I'd like my blog to not become just a place to vent, and I feel lately it is a laundry list of complaints. But sometimes I just gotta.
I mentioned last week that I was burnt out at work. I had a fabulous weekend with my sweetie, though - we had a blast just doing everyday things like food shopping and the gym together. Then Monday happened and I saw four patients and each one got harder, culminating in a man in his 30s actively dying of cancer.
Now I can say with complete honesty that the dying part of hospice doesn't get me down. I've never felt personally 'sad', or have cried over a patient. I empathize, and I hold their presence and stories and hand, but I feel like I have cultivated good boundaries. (I watched a documentary about vets at the end of life, and the lady was warning not to use platitudes like 'anyone would have done what you did'. She said you need to let people know 'you have a heart that can suffer their story' - I resonate with that.) So what I am saying is that I feel I have a heart that can suffer whatever people are going through, without trying to package it in pretty ribbons to make them feel better. I just witness...and I don't take on their suffering as my own.
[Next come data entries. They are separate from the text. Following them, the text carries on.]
//! App: terminal setup, the event loop and teardown.
//!
//! [`App::run`] takes over the terminal, then multiplexes everything that
//! can wake the application in one `select!`:
//!
//! ```text
//!            ┌────────────── quit handle
//!            ├────────────── signals (SIGWINCH / SIGINT / SIGTERM)
//! select! ───┼────────────── input events (reader thread)
//!            ├────────────── render requests (coalesced)
//!            ├────────────── ticks
//!            └────────────── idle timeout (frame period)
//! ```
//!
//! Drawing and rendering happen only on the loop's thread. Other threads
//! talk to it through [`QuitHandle`] and [`RenderHandle`].

mod config;

pub use config::AppConfig;

use crate::error::Result;
use crate::input::{Event, InputReader};
use crate::layout::Rect;
use crate::renderer::Renderer;
use crate::terminal::{install_panic_hook, SignalEvent, SignalWatcher, Terminal, TtySource};
use crate::widget::Widget;
use crossbeam_channel::{never, select, tick, Receiver, Sender};
use std::io::{self, Write};
use std::time::{Duration, Instant};

/// A periodic tick passed to the tick callback.
#[derive(Debug, Clone, Copy, PartialEq, Eq)]
pub struct Tick {
    /// Tick number, starting at 1.
    pub frame: u64,
    /// Time since the loop started.
    pub elapsed: Duration,
}

/// Asks a running [`App`] to stop. Cheap to clone and usable from any
/// thread.
#[derive(Debug, Clone)]
pub struct QuitHandle(Sender<()>);

impl QuitHandle {
    /// Request shutdown. Repeated requests are harmless.
    pub fn quit(&self) {
        let _ = self.0.try_send(());
    }
}

/// Asks a running [`App`] to redraw. Requests made while one is already
/// pending collapse into it.
#[derive(Debug, Clone)]
pub struct RenderHandle(Sender<()>);

impl RenderHandle {
    /// Request a redraw.
    pub fn request(&self) {
        let _ = self.0.try_send(());
    }
}

/// What woke the event loop.
enum Wake {
    Quit,
    Signal(Option<SignalEvent>),
    Input(Option<Event>),
    Render,
    Tick,
    Idle,
}

type InitFn<R> = Box<dyn FnMut(&mut R)>;
type TickFn<R> = Box<dyn FnMut(&mut R, Tick) -> bool>;
type ResizeFn<R> = Box<dyn FnMut(&mut R, u16, u16)>;

/// A full-screen application around a root widget.
pub struct App<R: Widget> {
    root: R,
    config: AppConfig,
    quit_tx: Sender<()>,
    quit_rx: Receiver<()>,
    render_tx: Sender<()>,
    render_rx: Receiver<()>,
    on_init: Option<InitFn<R>>,
    on_tick: Option<TickFn<R>>,
    on_resize: Option<ResizeFn<R>>,
    on_quit: Option<InitFn<R>>,
}

impl<R: Widget> App<R> {
    /// Create an application with the default configuration.
    pub fn new(root: R) -> Self {
        Self::with_config(root, AppConfig::default())
    }

    /// Create an application with custom configuration.
    pub fn with_config(root: R, config: AppConfig) -> Self {
        let (quit_tx, quit_rx) = crossbeam_channel::bounded(1);
        let (render_tx, render_rx) = crossbeam_channel::bounded(1);
        Self {
            root,
            config,
            quit_tx,
            quit_rx,
            render_tx,
            render_rx,
            on_init: None,
            on_tick: None,
            on_resize: None,
            on_quit: None,
        }
    }

    /// Called once after setup, before the first frame.
    #[must_use]
    pub fn on_init(mut self, f: impl FnMut(&mut R) + 'static) -> Self {
        self.on_init = Some(Box::new(f));
        self
    }

    /// Called on every tick; return `true` to redraw. Has no effect unless
    /// [`AppConfig::tick_interval`] is set.
    #[must_use]
    pub fn on_tick(mut self, f: impl FnMut(&mut R, Tick) -> bool + 'static) -> Self {
        self.on_tick = Some(Box::new(f));
        self
    }

    /// Called with the new size after the terminal is resized.
    #[must_use]
    pub fn on_resize(mut self, f: impl FnMut(&mut R, u16, u16) + 'static) -> Self {
        self.on_resize = Some(Box::new(f));
        self
    }

    /// Called once when the loop ends, before the terminal is restored.
    #[must_use]
    pub fn on_quit(mut self, f: impl FnMut(&mut R) + 'static) -> Self {
        self.on_quit = Some(Box::new(f));
        self
    }

    /// The root widget.
    pub const fn root(&self) -> &R {
        &self.root
    }

    /// The root widget, mutably.
    pub fn root_mut(&mut self) -> &mut R {
        &mut self.root
    }

    /// The configuration.
    pub const fn config(&self) -> &AppConfig {
        &self.config
    }

    /// A handle that stops the loop.
    pub fn quit_handle(&self) -> QuitHandle {
        QuitHandle(self.quit_tx.clone())
    }

    /// A handle that requests a redraw.
    pub fn render_handle(&self) -> RenderHandle {
        RenderHandle(self.render_tx.clone())
    }

    /// Take over the terminal and run until quit.
    ///
    /// Raw mode, the alternate screen, cursor visibility and mouse reporting
    /// are restored on every exit path: normal return, error and panic.
    ///
    /// # Errors
    ///
    /// Fails if the terminal cannot be configured or measured, a worker
    /// thread cannot start, or writing to the terminal fails.
    pub fn run(mut self) -> Result<R> {
        install_panic_hook();

        let mut terminal = Terminal::new();
        terminal.enter_raw_mode()?;
        if self.config.alternate_screen {
            terminal.enter_alt_screen()?;
        }
        if self.config.hide_cursor {
            terminal.hide_cursor()?;
        }
        if self.config.enable_mouse {
            terminal.enable_mouse()?;
        }
        let (width, height) = terminal.size()?;
        tracing::debug!(width, height, "terminal ready");

        let (signals, signal_rx) = SignalWatcher::spawn(self.config.signal_poll_interval)?;
        let source = TtySource::new(self.config.input_poll_timeout);
        let (reader, event_rx) = InputReader::spawn(source, self.config.event_capacity)?;

        let mut renderer = Renderer::new(width, height, self.config.depth, io::stdout());
        let outcome = self.run_with(&mut renderer, &event_rx, &signal_rx, || terminal.size());

        reader.join();
        signals.join();
        terminal.restore()?;
        outcome.map(|()| self.root)
    }

    /// Drive the loop over already-prepared parts, without touching the
    /// terminal modes.
    ///
    /// `size` is consulted after every resize signal. Returns when a quit is
    /// requested, a quit key or [`Event::Quit`] arrives, the event channel
    /// closes, or SIGINT/SIGTERM is delivered.
    ///
    /// # Errors
    ///
    /// Returns the first render or write failure.
    pub fn run_with<W, F>(
        &mut self,
        renderer: &mut Renderer<W>,
        events: &Receiver<Event>,
        signals: &Receiver<SignalEvent>,
        mut size: F,
    ) -> Result<()>
    where
        W: Write,
        F: FnMut() -> Result<(u16, u16)>,
    {
        let started = Instant::now();
        let idle = self.config.frame_duration();
        let ticks = match (self.config.tick_interval, self.on_tick.is_some()) {
            (Some(interval), true) => tick(interval),
            _ => never(),
        };
        let quit_rx = self.quit_rx.clone();
        let render_rx = self.render_rx.clone();
        let mut signals = signals.clone();
        let mut frame = 0u64;

        if let Some(f) = self.on_init.as_mut() {
            f(&mut self.root);
        }
        self.draw(renderer, true)?;

        loop {
            let wake = select! {
                recv(quit_rx) -> _ => Wake::Quit,
                recv(signals) -> signal => Wake::Signal(signal.ok()),
                recv(events) -> event => Wake::Input(event.ok()),
                recv(render_rx) -> _ => Wake::Render,
                recv(ticks) -> _ => Wake::Tick,
                default(idle) => Wake::Idle,
            };

            match wake {
                Wake::Quit => break,
                Wake::Signal(Some(SignalEvent::Resize)) => self.resize(renderer, &mut size)?,
                Wake::Signal(Some(signal)) => {
                    tracing::debug!(?signal, "terminating on signal");
                    break;
                }
                // Watcher gone; keep running on input alone.
                Wake::Signal(None) => signals = never(),
                Wake::Input(None | Some(Event::Quit)) => break,
                Wake::Input(Some(Event::Key(key))) if self.config.is_quit_key(&key) => break,
                Wake::Input(Some(event)) => {
                    if let Event::Error(message) = &event {
                        tracing::warn!(%message, "input error");
                    }
                    if self.root.handle_event(&event) {
                        self.draw(renderer, false)?;
                    }
                }
                Wake::Render => self.draw(renderer, false)?,
                Wake::Tick => {
                    frame += 1;
                    let tick = Tick {
                        frame,
                        elapsed: started.elapsed(),
                    };
                    let redraw = self
                        .on_tick
                        .as_mut()
                        .is_some_and(|f| f(&mut self.root, tick));
                    if redraw {
                        self.draw(renderer, false)?;
                    }
                }
                Wake::Idle => {}
            }
        }

        if let Some(f) = self.on_quit.as_mut() {
            f(&mut self.root);
        }
        tracing::debug!(stats = ?renderer.stats(), "event loop finished");
        Ok(())
    }

    /// Redraw the root into a cleared buffer and write the frame.
    fn draw<W: Write>(&mut self, renderer: &mut Renderer<W>, full: bool) -> Result<()> {
        renderer.clear();
        let (width, height) = renderer.size();
        self.root
            .render(renderer.buffer_mut(), Rect::from_size(width, height));
        if full {
            renderer.force_render()?;
        } else {
            renderer.render()?;
        }
        renderer.flush()?;
        Ok(())
    }

    fn resize<W, F>(&mut self, renderer: &mut Renderer<W>, size: &mut F) -> Result<()>
    where
        W: Write,
        F: FnMut() -> Result<(u16, u16)>,
    {
        let (width, height) = match size() {
            Ok(size) => size,
            Err(e) => {
                tracing::warn!(error = %e, "window size unavailable after resize");
                return Ok(());
            }
        };
        renderer.resize(width, height);
        if let Some(f) = self.on_resize.as_mut() {
            f(&mut self.root, width, height);
        }
        self.root.handle_event(&Event::Resize { width, height });
        self.draw(renderer, true)
    }
}

impl<R: Widget + std::fmt::Debug> std::fmt::Debug for App<R> {
    fn fmt(&self, f: &mut std::fmt::Formatter<'_>) -> std::fmt::Result {
        f.debug_struct("App")
            .field("root", &self.root)
            .field("config", &self.config)
            .finish_non_exhaustive()
    }
}

#[cfg(test)]
mod tests {
    use super::*;
    use crate::input::{KeyCode, KeyEvent};
    use crate::widget::{Text, TextInput};
    use std::cell::RefCell;
    use std::rc::Rc;

    fn renderer() -> Renderer<Vec<u8>> {
        Renderer::new(12, 2, 2, Vec::new())
    }

    fn key(c: char) -> Event {
        Event::Key(KeyEvent::plain(KeyCode::Char(c)))
    }

    fn focused_input() -> TextInput {
        let mut input = TextInput::new();
        input.set_focused(true);
        input
    }

    #[test]
    fn test_events_are_rendered_until_quit() {
        let (tx, rx) = crossbeam_channel::unbounded();
        let (_sig_tx, sig_rx) = crossbeam_channel::unbounded();
        for event in [key('h'), key('i'), Event::Key(KeyEvent::ctrl('q')), key('x')] {
            tx.send(event).unwrap();
        }

        let mut app = App::new(focused_input());
        let mut r = renderer();
        app.run_with(&mut r, &rx, &sig_rx, || Ok((12, 2))).unwrap();

        assert_eq!(app.root().content(), "hi");
        assert_eq!(r.front().row_text(0), "> hi        ");
        // The key after the quit key was never consumed.
        assert_eq!(rx.len(), 1);
    }

    #[test]
    fn test_closed_event_channel_ends_loop() {
        let (tx, rx) = crossbeam_channel::unbounded::<Event>();
        let (_sig_tx, sig_rx) = crossbeam_channel::unbounded();
        drop(tx);
        let quits = Rc::new(RefCell::new(0));
        let seen = Rc::clone(&quits);
        let mut app = App::new(Text::new("bye")).on_quit(move |_| *seen.borrow_mut() += 1);
        app.run_with(&mut renderer(), &rx, &sig_rx, || Ok((12, 2))).unwrap();
        assert_eq!(*quits.borrow(), 1);
    }

    #[test]
    fn test_resize_signal_redraws_at_new_size() {
        let (_tx, rx) = crossbeam_channel::unbounded::<Event>();
        let (sig_tx, sig_rx) = crossbeam_channel::unbounded();
        sig_tx.send(SignalEvent::Resize).unwrap();
        sig_tx.send(SignalEvent::Terminate).unwrap();

        let sizes = Rc::new(RefCell::new(Vec::new()));
        let seen = Rc::clone(&sizes);
        let mut app = App::new(Text::new("hello"))
            .on_resize(move |_, w, h| seen.borrow_mut().push((w, h)));
        let mut r = renderer();
        app.run_with(&mut r, &rx, &sig_rx, || Ok((20, 3))).unwrap();

        assert_eq!(*sizes.borrow(), vec![(20, 3)]);
        assert_eq!(r.size(), (20, 3));
        assert_eq!(r.front().row_text(0), format!("{:<20}", "hello"));
        assert_eq!(r.stats().full_redraws, 2);
    }

    #[test]
    fn test_quit_and_render_handles() {
        let (_tx, rx) = crossbeam_channel::unbounded::<Event>();
        let (_sig_tx, sig_rx) = crossbeam_channel::unbounded();
        let mut app = App::new(Text::new("x"));
        let render = app.render_handle();
        render.request();
        render.request();
        let quit = app.quit_handle();
        quit.quit();
        quit.quit();
        app.run_with(&mut renderer(), &rx, &sig_rx, || Ok((12, 2))).unwrap();
    }

    #[test]
    fn test_ticks_drive_redraws() {
        let (_tx, rx) = crossbeam_channel::unbounded::<Event>();
        let (_sig_tx, sig_rx) = crossbeam_channel::unbounded();
        let config = AppConfig::default().with_tick_interval(Duration::from_millis(1));
        let mut app = App::with_config(Text::new(""), config);
        let quit = app.quit_handle();
        let mut app = app.on_tick(move |root, tick| {
            if tick.frame > 3 {
                return false;
            }
            root.set_text(format!("tick {}", tick.frame));
            if tick.frame == 3 {
                quit.quit();
            }
            true
        });
        let mut r = renderer();
        app.run_with(&mut r, &rx, &sig_rx, || Ok((12, 2))).unwrap();
        assert_eq!(app.root().text(), "tick 3");
        assert_eq!(r.front().row_text(0), "tick 3      ");
    }
}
Ok, that was what I've taken for granted about myself, and why (modesty aside for one moment) I am good at what I do. But I noticed with alarm yesterday as I sat in a day room with 25+ people with advanced dementia that I really just wanted to curl up in a ball and cry. I was just plain sad, as I imagined them all my age not imagining they'd be like this when they aged. And these people are usually my very favorite population to work with. (That statement also implies that where they are now is 'bad' and I'm not in the habit of judging that --- Not a good sign.) Another patient's wife was distraught because her husband of over 50 years rallied one day and wanted to funeral plan. I felt myself jump to say 'wouldn't you want him to plan when he can make his wishes known?'...before I let her tell her story of those 50 years and how hard this is now. Where was this impatience and lack of empathy from?
That was yesterday at work, and I went to the gym (awesome tai chi class) and then came home to cook and clean up. Gabe and I are usually so good to each other when we're both stressed, but we both sort of lost it after I voiced some frustration about feeling responsible for the cleaning. Ugh. Another pattern: I feel responsible for everything.
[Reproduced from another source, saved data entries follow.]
//! Cell benchmark: comparison, construction and layered writes.
//!
//! Target: < 1ns per comparison

use criterion::{black_box, criterion_group, criterion_main, Criterion};
use stratum::{Buffer, Cell, Color, Modifiers, Style};

fn cell_equality_same(c: &mut Criterion) {
    let cell_a = Cell::from_char('A')
        .with_fg(Color::rgb(255, 128, 64))
        .with_bg(Color::rgb(32, 32, 32))
        .with_modifiers(Modifiers::BOLD);
    let cell_b = cell_a;

    c.bench_function("cell_eq_same", |b| {
        b.iter(|| black_box(&cell_a) == black_box(&cell_b))
    });
}

fn cell_equality_different_char(c: &mut Criterion) {
    let cell_a = Cell::from_char('A');
    let cell_b = Cell::from_char('B');

    c.bench_function("cell_eq_diff_char", |b| {
        b.iter(|| black_box(&cell_a) == black_box(&cell_b))
    });
}

fn cell_equality_different_color(c: &mut Criterion) {
    let cell_a = Cell::from_char('A').with_fg(Color::rgb(255, 0, 0));
    let cell_b = Cell::from_char('A').with_fg(Color::rgb(0, 255, 0));

    c.bench_function("cell_eq_diff_color", |b| {
        b.iter(|| black_box(&cell_a) == black_box(&cell_b))
    });
}

fn cell_is_empty(c: &mut Criterion) {
    let empty = Cell::EMPTY;
    let styled = Cell::new(' ', Style::default().with_reverse());

    c.bench_function("cell_is_empty", |b| {
        b.iter(|| black_box(&empty).is_empty() && !black_box(&styled).is_empty())
    });
}

fn buffer_draw_text(c: &mut Criterion) {
    let mut buffer = Buffer::new(200, 50);
    let style = Style::default().with_bold();

    c.bench_function("buffer_draw_text_200x50", |b| {
        b.iter(|| {
            for y in 0..50 {
                buffer.draw_text(0, y, 1, black_box("the quick brown fox jumps over the lazy dog"), style);
            }
        })
    });
}

fn buffer_flatten(c: &mut Criterion) {
    let mut buffer = Buffer::new(200, 50);
    buffer.fill(Cell::from_char('.'));
    buffer.draw_box(10, 5, 3, 60, 20, Style::default());
    let mut frame = buffer.flatten();

    c.bench_function("buffer_flatten_200x50", |b| {
        b.iter(|| buffer.flatten_into(black_box(&mut frame)))
    });
}

criterion_group!(
    benches,
    cell_equality_same,
    cell_equality_different_char,
    cell_equality_different_color,
    cell_is_empty,
    buffer_draw_text,
    buffer_flatten,
);
criterion_main!(benches);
This morning I woke up with a swollen eye for the seventh or so time, now. I put antihistamine drops in but looked too monsterish for work. I went in for a noon meeting feeling a bit back to normal but everyone kept asking what was wrong with my face. Oh, and a rock hit my windshield on the way to work and cracked it.
Gabe also brought home some more shocking news, and the combination of everything had me in bed in the early evening..just really unwilling to move. Gabe came to the rescue with a horrendously ridiculous striptease and I couldn't help but laugh.
So, I'll keep plugging along with the work thing, because honestly I have no other option. I'm sort of stuck financially and geographically for the moment. Well, not for the moment...indefinitely. And that's the part that drives me batty. Add into it the drama and stress of wedding planning (among 15 other things I could write but won't bore you with details) and I'm waving the white flag. If there was a caricature of me right now... it would be me buried under a stack of papers (to-do lists and bills and parking tickets and wedding website printouts and IEATA newsletters). And I wouldn't be face up anymore... just face down - it was too much and I just gave up.
Ok, that's all very dramatic, but seriously something does have to give soon. Until then I'm waiting for inspiration.